Receptor-binding affinities of bisphenol A and its next-generation analogs for human nuclear receptors

An endocrine-disrupting chemical Bisphenol A (BPA) binds specifically to a nuclear receptor (NR) named ERR gamma. Although the importance of receptor-binding evaluation for human NRs is often stressed, the binding characteristics of so-called next-generation (NextGen) bisphenol compounds are still poorly understood. The ultimate objective of this investigation was to evaluate BPA and its NextGen analogs for their abilities to bind to 21 human NRs, the greatest members of NRs for which tritium-labeled specific ligands were available. After establishing the detailed assay conditions for each NR, the receptor binding affinities of total 11 bisphenols were evaluated in competitive binding assays. The results clearly revealed that BPA and the NextGen bisphenols of BPAF, BPAP, BPB, BPC, BPE, and BPZ were highly potent against one or more of NRs such as CAR, ER alpha, ER beta, ERR gamma, and GR, with IC50 values of 3.3-73 nM. These bisphenols were suggested strongly to be disruptive to these NRs.
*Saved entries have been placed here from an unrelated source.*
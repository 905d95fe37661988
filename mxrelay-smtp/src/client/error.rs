//! Error types for the SMTP client.

use std::io;

use thiserror::Error;

/// Errors that can occur when using the SMTP client.
#[derive(Error, Debug)]
pub enum ClientError {
    /// The exchanger's host name did not resolve to any address.
    #[error("Host not found: {0}")]
    HostNotFound(String),

    /// IO error occurred during network operations.
    #[error("IO error: {0}")]
    Io(#[from] io::Error),

    /// Failed to parse an SMTP response from the server.
    #[error("Failed to parse SMTP response: {0}")]
    ParseError(String),

    /// The server returned an unexpected SMTP status code.
    #[error("Unexpected SMTP status code: {code} - {message}")]
    UnexpectedResponse { code: u16, message: String },

    /// The server returned an error status code (4xx or 5xx).
    #[error("SMTP error: {code} - {message}")]
    SmtpError { code: u16, message: String },

    /// TLS/SSL error occurred.
    #[error("TLS error: {0}")]
    TlsError(String),

    /// Connection was closed unexpectedly.
    #[error("Connection closed unexpectedly")]
    ConnectionClosed,

    /// UTF-8 decoding error.
    #[error("UTF-8 error: {0}")]
    Utf8Error(#[from] std::str::Utf8Error),
}

/// Specialized `Result` type for SMTP client operations.
pub type Result<T> = std::result::Result<T, ClientError>;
BPM and BPP also appeared to be disruptive, but less potently. BPF exhibited only weak effects and only against estrogen-related NRs. Surprisingly, most doubtful bisphenol BPS was supposed not to be disruptive. The NRs to which BPA and NextGen bisphenols did not bind were RAR alpha, RAR beta, RAR gamma, and VDR. PPAR gamma, ROR alpha, ROR beta, ROR gamma, RXR alpha, RXR beta, and RXR gamma, exhibited very weak interaction with these bisphenols. The ten remaining NRs, namely, ERR gamma, ER beta, ER alpha, CAR, GR, PXR, PR, AR, LXR beta, and LXR alpha, showed distinctly strong binding to some bisphenols in this order, being likely to have consequential endocrine-disruption effects.